Big Data Analytics with Java and Python, using Cloud Dataproc, Google’s Fully-Managed Spark and Hadoop Service

Gary A. Stafford
27 min readDec 11, 2018

Introduction

There is little question, big data analytics, data science, artificial intelligence (AI), and machine learning (ML), a subcategory of AI, have all experienced a tremendous surge in popularity over the last few years. Behind the hype curves and marketing buzz, these technologies are having a significant influence on all aspects of our modern lives.

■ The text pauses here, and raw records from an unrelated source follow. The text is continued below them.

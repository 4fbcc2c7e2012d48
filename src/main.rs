//! Cartwright checkout driver
//!
//! Loads a cart fixture, applies a shipping method and discount code, prints
//! the receipt and prepares the payment request.

use std::{io, process::ExitCode};

use tracing::{error, info, warn};

use cartwright::prelude::*;

use crate::cli::{CliConfig, CliError};

mod cli;
mod observability;

/// Cartwright entry point
pub fn main() -> ExitCode {
    let config = CliConfig::load();

    if let Err(err) = observability::init_subscriber(&config.logging) {
        #[expect(
            clippy::print_stderr,
            reason = "logging not initialized, must use eprintln for subscriber errors"
        )]
        {
            eprintln!("Failed to initialise logging: {err}");
        }

        return ExitCode::FAILURE;
    }

    match run(&config) {
        Ok(()) => ExitCode::SUCCESS,
        Err(err) => {
            error!(error = %err, "checkout failed");
            ExitCode::FAILURE
        }
    }
}

fn run(config: &CliConfig) -> Result<(), CliError> {
    let pricing = match &config.pricing_config {
        Some(path) => PricingConfig::from_path(path)?,
        None => PricingConfig::default(),
    };

    let mut fixture = Fixture::with_base_path(&config.fixtures_dir);
    fixture
        .load_products(&config.fixture)?
        .load_cart(&config.fixture)?;

    let cart = fixture.cart()?;
    let owner = cart.owner().clone();

    let mut store = InMemoryCartStore::new();
    store.save(cart)?;

    let mut checkout = Checkout::new(store.load_or_create(&owner, fixture.currency()?)?);

    checkout.set_shipping_method(&config.shipping)?;

    if !checkout.apply_discount_code(&config.discount_code, &pricing)?
        && !config.discount_code.trim().is_empty()
    {
        warn!(code = %config.discount_code, "discount code not recognised");
    }

    let breakdown = checkout.breakdown(&pricing);

    let stdout = io::stdout();
    let mut handle = stdout.lock();

    Receipt::new(checkout.cart(), &breakdown)?.write_to(&mut handle)?;

    checkout.advance()?;

    let request = checkout.payment_request(&pricing)?;

    info!(
        owner = %request.owner,
        amount_minor = request.amount_minor,
        currency = request.currency,
        "payment request ready"
    );

    Ok(())
}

However, installing, configuring, and managing the technologies that support big data analytics, data science, ML, and AI, at scale and in Production, often demands an advanced level of familiarity with Linux, distributed systems, cloud- and container-based platforms, databases, and data-streaming applications. The mere ability to manage terabytes and petabytes of transient data is beyond the capability of many enterprises, let alone performing analysis of that data.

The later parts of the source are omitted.